あまやどり

「茜、おはよー」
「おはよ」

学校は好きではない。
かと言って別に嫌いという訳では無いが。

友達は普通にいるし、成績も中の上くらい。
特に困っていることもないし、当たり障りのない毎日を送っている。

・・ただ、教室は酷く息苦しい。

少しでも気を抜けば何かに取り込まれてしまいそうで、とても、怖い。


「ねえ今日古典当たる?」
「多分。私からだと思う」
「まじか。順番数えとくわ。

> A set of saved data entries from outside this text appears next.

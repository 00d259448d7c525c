//! HTTP Adapter for the Item Handlers
//!
//! Turns HTTP requests into handler [`Request`]s and handler [`Response`]s
//! back into HTTP responses. The adapter adds nothing of its own: status
//! and body are passed through verbatim.

use crate::handlers::{CreateHandler, DeleteHandler, GetHandler, Request, Response};
use crate::storage::KeyValueStore;
use axum::extract::rejection::{BytesRejection, PathRejection};
use axum::extract::{Path, State};
use axum::http::{header, StatusCode};
use axum::response::IntoResponse;
use axum::routing::{get, post};
use axum::Router;
use bytes::Bytes;
use std::collections::HashMap;
use std::future::Future;
use std::sync::atomic::{AtomicU64, Ordering};
use std::sync::Arc;
use tokio::net::TcpListener;
use tower_http::trace::TraceLayer;
use tracing::warn;

/// Statistics for handler invocations
#[derive(Debug, Default)]
pub struct InvocationStats {
    /// Total invocations served
    pub invocations: AtomicU64,
    /// Invocations answered with a 4xx status
    pub client_errors: AtomicU64,
    /// Invocations answered with a 5xx status
    pub server_errors: AtomicU64,
}

impl InvocationStats {
    pub fn new() -> Self {
        Self::default()
    }

    pub fn record(&self, response: &Response) {
        self.invocations.fetch_add(1, Ordering::Relaxed);
        if response.is_server_error() {
            self.server_errors.fetch_add(1, Ordering::Relaxed);
        } else if (400..500).contains(&response.status_code) {
            self.client_errors.fetch_add(1, Ordering::Relaxed);
        }
    }

    pub fn invocations(&self) -> u64 {
        self.invocations.load(Ordering::Relaxed)
    }

    pub fn client_errors(&self) -> u64 {
        self.client_errors.load(Ordering::Relaxed)
    }

    pub fn server_errors(&self) -> u64 {
        self.server_errors.load(Ordering::Relaxed)
    }
}

/// Everything the routes need, built once by the hosting process.
pub struct AppState<S> {
    pub create: CreateHandler<S>,
    pub get: GetHandler<S>,
    pub delete: DeleteHandler<S>,
    pub stats: Arc<InvocationStats>,
}

impl<S> Clone for AppState<S> {
    fn clone(&self) -> Self {
        Self {
            create: self.create.clone(),
            get: self.get.clone(),
            delete: self.delete.clone(),
            stats: Arc::clone(&self.stats),
        }
    }
}

impl<S: KeyValueStore> AppState<S> {
    /// Wires all three handlers to the same store and table.
    pub fn new(store: Arc<S>, table: &str) -> Self {
        Self::from_handlers(
            CreateHandler::new(Arc::clone(&store), table),
            GetHandler::new(Arc::clone(&store), table),
            DeleteHandler::new(store, table),
        )
    }

    pub fn from_handlers(
        create: CreateHandler<S>,
        get: GetHandler<S>,
        delete: DeleteHandler<S>,
    ) -> Self {
        Self {
            create,
            get,
            delete,
            stats: Arc::new(InvocationStats::new()),
        }
    }
}

impl IntoResponse for Response {
    fn into_response(self) -> axum::response::Response {
        let status =
            StatusCode::from_u16(self.status_code).unwrap_or(StatusCode::INTERNAL_SERVER_ERROR);
        (status, [(header::CONTENT_TYPE, "application/json")], self.body).into_response()
    }
}

/// Builds the item routes:
///
/// - `POST /items`
/// - `GET /items/{id}`
/// - `DELETE /items/{id}`
pub fn router<S: KeyValueStore + 'static>(state: AppState<S>) -> Router {
    Router::new()
        .route("/items", post(create_item::<S>))
        .route("/items/{id}", get(get_item::<S>).delete(delete_item::<S>))
        .layer(TraceLayer::new_for_http())
        .with_state(state)
}

/// Runs the routes on `listener` until `shutdown` resolves.
pub async fn serve<S, F>(listener: TcpListener, state: AppState<S>, shutdown: F) -> std::io::Result<()>
where
    S: KeyValueStore + 'static,
    F: Future<Output = ()> + Send + 'static,
{
    axum::serve(listener, router(state))
        .with_graceful_shutdown(shutdown)
        .await
}

/// An empty body counts as no body; invalid UTF-8 is kept lossily so it fails JSON parsing.
fn body_text(body: &Bytes) -> Option<String> {
    if body.is_empty() {
        None
    } else {
        Some(String::from_utf8_lossy(body).into_owned())
    }
}

/// A body that could not be read (too large, aborted) is handed over as no body.
fn readable_body(body: Result<Bytes, BytesRejection>) -> Option<String> {
    match body {
        Ok(body) => body_text(&body),
        Err(rejection) => {
            warn!(error = %rejection, "Request body could not be read");
            None
        }
    }
}

/// A path that cannot be decoded (e.g. invalid UTF-8) is handed over without parameters.
fn readable_path(
    path: Result<Path<HashMap<String, String>>, PathRejection>,
) -> HashMap<String, String> {
    match path {
        Ok(Path(path_parameters)) => path_parameters,
        Err(rejection) => {
            warn!(error = %rejection, "Request path could not be decoded");
            HashMap::new()
        }
    }
}

async fn create_item<S: KeyValueStore>(
    State(state): State<AppState<S>>,
    body: Result<Bytes, BytesRejection>,
) -> Response {
    let request = Request {
        body: readable_body(body),
        path_parameters: HashMap::new(),
    };
    let response = state.create.handle(request).await;
    state.stats.record(&response);
    response
}

async fn get_item<S: KeyValueStore>(
    State(state): State<AppState<S>>,
    path: Result<Path<HashMap<String, String>>, PathRejection>,
) -> Response {
    let request = Request {
        body: None,
        path_parameters: readable_path(path),
    };
    let response = state.get.handle(request).await;
    state.stats.record(&response);
    response
}

async fn delete_item<S: KeyValueStore>(
    State(state): State<AppState<S>>,
    path: Result<Path<HashMap<String, String>>, PathRejection>,
) -> Response {
    let request = Request {
        body: None,
        path_parameters: readable_path(path),
    };
    let response = state.delete.handle(request).await;
    state.stats.record(&response);
    response
}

」

友達と会話をしながらふと前を向けば、男子の塊の中で机に突っ伏して眠る橘くんの背中が目に入った。

あの雨の日から1週間。
特に学校では関わりのない私たちが話す機会はなく、
逃げてしまった気まずさはとっくに薄れていた。

「・・なに?橘くん?かっこいいよね!」
「え?・・あー、そう?」
「かっこいいよ!ほかの男子と違って騒がないし、クールなイケメンって感じ!」
「へー・・」

そういう話には興味が無いけど、
それを悟られないように笑って頷く。

・・橘くんは、やっぱり少し不思議な雰囲気がある人だ。

なんて、そんな事を語れるほど関わったことはないのだけれど。




「あー、雨降っちゃってるねえ。」

隣で友人のはるかが顔をしかめる。

放課後、帰ろうとすれば雨の音が聞こえてきた。

「ごめん今日バイトあって、一人で帰り大丈夫そう?」
「大丈夫。ありがとね。」
「・・・無理してない?」

私の顔を不安げに覗き込むはるかに、
精一杯の笑顔で答える。

少し安心したように頬を緩めた彼女は、
クラスは違うものの中学校からの友達で、唯一繕わないで話せる相手だ。

「なんかあったら電話しなね。すぐ飛んでくから。」
「また品川さんに怒られちゃうんじゃない?」

私がふざけてそういえば、はるかもあちゃー、と舌を出す。
品川さんとははるかのバイト先のパートのおばさんで、どうにもはるかと合わないらしい。愚痴しか聞かない(おい)。

謝りながら急いでバイトへと向かうはるかに手を振って、帰宅準備をする。

大丈夫、とは言ったものの、
雨の中帰るのは、少し躊躇ってしまう。

・・もう少し弱まってからにしよう。

そう思ってもうほとんど人が残っていないのを確認して、下駄箱のそばに座り込んだ。